The Oak Ridge Military Academy has several exemplary Neoclassical and Colonial Revival brick institutional buildings, as well as vernacular frame structures. Most of the sixteen buildings on the 30-acre (120,000 m2) campus were erected in the pre-Depression decades of the 20th century. Although many of the buildings have been updated and renovated, as a group they reflect the school's transformation from a classical preparatory and business school to today's military oriented definition of the educational program.

There are two distinctive houses associated with the Institute's (as it was previously known) administrators. Maple Glade is the stately Neoclassical home built in 1905 for the principal, J. Allen Holt. Oakhurst, the elaborate Queen Anne home at the eastern edge of campus, designed by state-wide noted architect Frank P. Milburn, was constructed in 1897 for Holt's brother and co-principal, Martin H. Holt.

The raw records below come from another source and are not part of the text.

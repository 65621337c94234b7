//! Type definitions.
//!
//! A [`TypeDef`] owns its nested types and members, so a module's type list is a forest rooted
//! at the namespace-level types. The qualified name of a nested type therefore depends on the
//! path that reaches it; see [`TypeDef::qualified_name`].

use crate::metadata::{
    customattributes::CustomAttribute,
    flags::{MemberAccessFlags, TypeAttributes},
    members::{EventDef, FieldDef, MethodDef, MethodImpl, PropertyDef},
    security::SecurityDeclaration,
    signatures::{qualified_name, TypeRef, TypeSignature},
};

/// A type definition.
#[derive(Debug, Clone, PartialEq)]
pub struct TypeDef {
    /// Namespace; empty for nested types
    pub namespace: String,
    /// Name in metadata spelling, including the generic arity suffix
    pub name: String,
    /// Raw [`TypeAttributes`]
    pub flags: u32,
    /// Names of the generic parameters
    pub generic_params: Vec<String>,
    /// Base type
    pub extends: Option<TypeSignature>,
    /// Implemented interfaces
    pub interfaces: Vec<TypeSignature>,
    /// Nested types
    pub nested_types: Vec<TypeDef>,
    /// Fields
    pub fields: Vec<FieldDef>,
    /// Methods
    pub methods: Vec<MethodDef>,
    /// Properties
    pub properties: Vec<PropertyDef>,
    /// Events
    pub events: Vec<EventDef>,
    /// Explicit method implementations
    pub method_impls: Vec<MethodImpl>,
    /// Custom attributes
    pub custom_attributes: Vec<CustomAttribute>,
    /// Declarative security
    pub security: Vec<SecurityDeclaration>,
}

impl TypeDef {
    /// Qualified name of this type when reached through `enclosing` (the qualified name of the
    /// enclosing type, for nested types).
    #[must_use]
    pub fn qualified_name(&self, enclosing: Option<&str>) -> String {
        match enclosing {
            Some(enclosing) => format!("{}+{}", enclosing, self.name),
            None => qualified_name(&self.namespace, &self.name),
        }
    }

    /// A reference to this type, defined in `assembly`, nested in `enclosing`
    #[must_use]
    pub fn type_ref(&self, assembly: &str, enclosing: Option<&TypeRef>) -> TypeRef {
        match enclosing {
            Some(enclosing) => enclosing.nested(self.name.clone()),
            None => TypeRef::new(assembly, self.namespace.clone(), self.name.clone()),
        }
    }

    /// Type is an interface
    #[must_use]
    pub fn is_interface(&self) -> bool {
        self.flags & TypeAttributes::INTERFACE != 0
    }

    /// Type is a C# `static class` (abstract and sealed)
    #[must_use]
    pub fn is_static(&self) -> bool {
        let static_class = TypeAttributes::ABSTRACT | TypeAttributes::SEALED;
        self.flags & static_class == static_class
    }

    /// Type derives from `System.ValueType` or `System.Enum`
    #[must_use]
    pub fn is_value_type(&self) -> bool {
        match self.extends.as_ref().and_then(TypeSignature::type_ref) {
            Some(base) => {
                let name = base.full_name();
                name == "System.ValueType" || name == "System.Enum"
            }
            None => false,
        }
    }

    /// Type is a class: neither an interface nor a value type
    #[must_use]
    pub fn is_class(&self) -> bool {
        !self.is_interface() && !self.is_value_type()
    }

    /// Type carries the `Serializable` flag
    #[must_use]
    pub fn is_serializable(&self) -> bool {
        self.flags & TypeAttributes::SERIALIZABLE != 0
    }

    /// Type declares at least one instance constructor
    #[must_use]
    pub fn has_instance_constructor(&self) -> bool {
        self.methods.iter().any(MethodDef::is_constructor)
    }
}

/// Builder for [`TypeDef`].
///
/// Types start out as non-public classes deriving from `System.Object` in the global
/// namespace.
///
/// # Examples
///
/// ```rust
/// use dottrim::metadata::{MethodDefBuilder, TypeDefBuilder};
///
/// let widget = TypeDefBuilder::new("Widget")
///     .namespace("Contoso")
///     .public()
///     .method(MethodDefBuilder::new("Spin").public().build())
///     .build();
/// assert_eq!(widget.qualified_name(None), "Contoso.Widget");
/// ```
pub struct TypeDefBuilder {
    type_def: TypeDef,
}

impl TypeDefBuilder {
    /// Start building a type named `name`
    pub fn new(name: impl Into<String>) -> Self {
        TypeDefBuilder {
            type_def: TypeDef {
                namespace: String::new(),
                name: name.into(),
                flags: TypeAttributes::NOT_PUBLIC | TypeAttributes::BEFORE_FIELD_INIT,
                generic_params: Vec::new(),
                extends: Some(TypeSignature::Object),
                interfaces: Vec::new(),
                nested_types: Vec::new(),
                fields: Vec::new(),
                methods: Vec::new(),
                properties: Vec::new(),
                events: Vec::new(),
                method_impls: Vec::new(),
                custom_attributes: Vec::new(),
                security: Vec::new(),
            },
        }
    }

    /// Sets the type namespace.
    #[must_use]
    pub fn namespace(mut self, namespace: impl Into<String>) -> Self {
        self.type_def.namespace = namespace.into();
        self
    }

    /// Sets the raw type attributes, replacing any visibility and semantics set so far.
    #[must_use]
    pub fn flags(mut self, flags: u32) -> Self {
        self.type_def.flags = flags;
        self
    }

    /// Replaces the visibility bits.
    #[must_use]
    pub fn visibility(mut self, visibility: u32) -> Self {
        self.type_def.flags = (self.type_def.flags & !TypeAttributes::VISIBILITY_MASK)
            | (visibility & TypeAttributes::VISIBILITY_MASK);
        self
    }

    /// Convenience for [`TypeAttributes::PUBLIC`]
    #[must_use]
    pub fn public(self) -> Self {
        self.visibility(TypeAttributes::PUBLIC)
    }

    /// Convenience for [`TypeAttributes::NESTED_PUBLIC`]
    #[must_use]
    pub fn nested_public(self) -> Self {
        self.visibility(TypeAttributes::NESTED_PUBLIC)
    }

    /// Make this an interface: abstract, no base type.
    #[must_use]
    pub fn interface(mut self) -> Self {
        self.type_def.flags |= TypeAttributes::INTERFACE | TypeAttributes::ABSTRACT;
        self.type_def.flags &= !TypeAttributes::BEFORE_FIELD_INIT;
        self.type_def.extends = None;
        self
    }

    /// Make this a static class (abstract and sealed).
    #[must_use]
    pub fn static_class(mut self) -> Self {
        self.type_def.flags |= TypeAttributes::ABSTRACT | TypeAttributes::SEALED;
        self
    }

    /// Make this a sealed value type.
    #[must_use]
    pub fn value_type(mut self) -> Self {
        self.type_def.flags |= TypeAttributes::SEALED;
        self.type_def.extends = Some(TypeSignature::Class(TypeRef::new(
            "mscorlib",
            "System",
            "ValueType",
        )));
        self
    }

    /// Sets the `Serializable` flag.
    #[must_use]
    pub fn serializable(mut self) -> Self {
        self.type_def.flags |= TypeAttributes::SERIALIZABLE;
        self
    }

    /// Sets the base type.
    #[must_use]
    pub fn extends(mut self, base: TypeSignature) -> Self {
        self.type_def.extends = Some(base);
        self
    }

    /// Declares a generic parameter.
    #[must_use]
    pub fn generic_param(mut self, name: impl Into<String>) -> Self {
        self.type_def.generic_params.push(name.into());
        self
    }

    /// Adds an implemented interface.
    #[must_use]
    pub fn implements(mut self, interface: TypeSignature) -> Self {
        self.type_def.interfaces.push(interface);
        self
    }

    /// Adds a nested type.
    #[must_use]
    pub fn nested(mut self, nested: TypeDef) -> Self {
        self.type_def.nested_types.push(nested);
        self
    }

    /// Adds a field.
    #[must_use]
    pub fn field(mut self, field: FieldDef) -> Self {
        self.type_def.fields.push(field);
        self
    }

    /// Adds a public field of the given type.
    #[must_use]
    pub fn public_field(self, name: impl Into<String>, field_type: TypeSignature) -> Self {
        let mut field = FieldDef::new(name, field_type);
        field.access = MemberAccessFlags::PUBLIC;
        self.field(field)
    }

    /// Adds a method.
    #[must_use]
    pub fn method(mut self, method: MethodDef) -> Self {
        self.type_def.methods.push(method);
        self
    }

    /// Adds a property.
    #[must_use]
    pub fn property(mut self, property: PropertyDef) -> Self {
        self.type_def.properties.push(property);
        self
    }

    /// Adds an event.
    #[must_use]
    pub fn event(mut self, event: EventDef) -> Self {
        self.type_def.events.push(event);
        self
    }

    /// Adds an explicit method implementation.
    #[must_use]
    pub fn method_impl(mut self, method_impl: MethodImpl) -> Self {
        self.type_def.method_impls.push(method_impl);
        self
    }

    /// Adds a custom attribute.
    #[must_use]
    pub fn attribute(mut self, attribute: CustomAttribute) -> Self {
        self.type_def.custom_attributes.push(attribute);
        self
    }

    /// Adds a security declaration and sets `HasSecurity`.
    #[must_use]
    pub fn security(mut self, declaration: SecurityDeclaration) -> Self {
        self.type_def.security.push(declaration);
        self.type_def.flags |= TypeAttributes::HAS_SECURITY;
        self
    }

    /// Finish building
    #[must_use]
    pub fn build(self) -> TypeDef {
        self.type_def
    }
}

West of the campus and just east of the Charles Benbow House, around the intersection of Oak Ridge Road and Linville Road, is an important collection of architectural styles including the 1863 log I-house belonging originally to the Moore family, the 1898 Neoclassical Robert M. Stafford House with its large vernacular doric-style columns, a late 19th or early 20th century folk-victorian L-plan farmhouse, the 1924 National Folk side gable J.F. Linville House, the 1925 Craftsman brick house of Robert A. Stafford, and the 1937 Colonial Revival Sheriff David B. Stafford House. Together at the old community crossroads they record an evolution of residential styles in the rural Piedmont.

Across the Historic District, however, the modest building style, known as National Folk, predominates. Many earlier forms established in log or heavy-hewn timber houses persisted, but the newer structures used techniques permitting lighter materials. Although most of these buildings may not be considered notable on an individual basis, they are as a collection valuable as part of the rural context and its architectural evolution.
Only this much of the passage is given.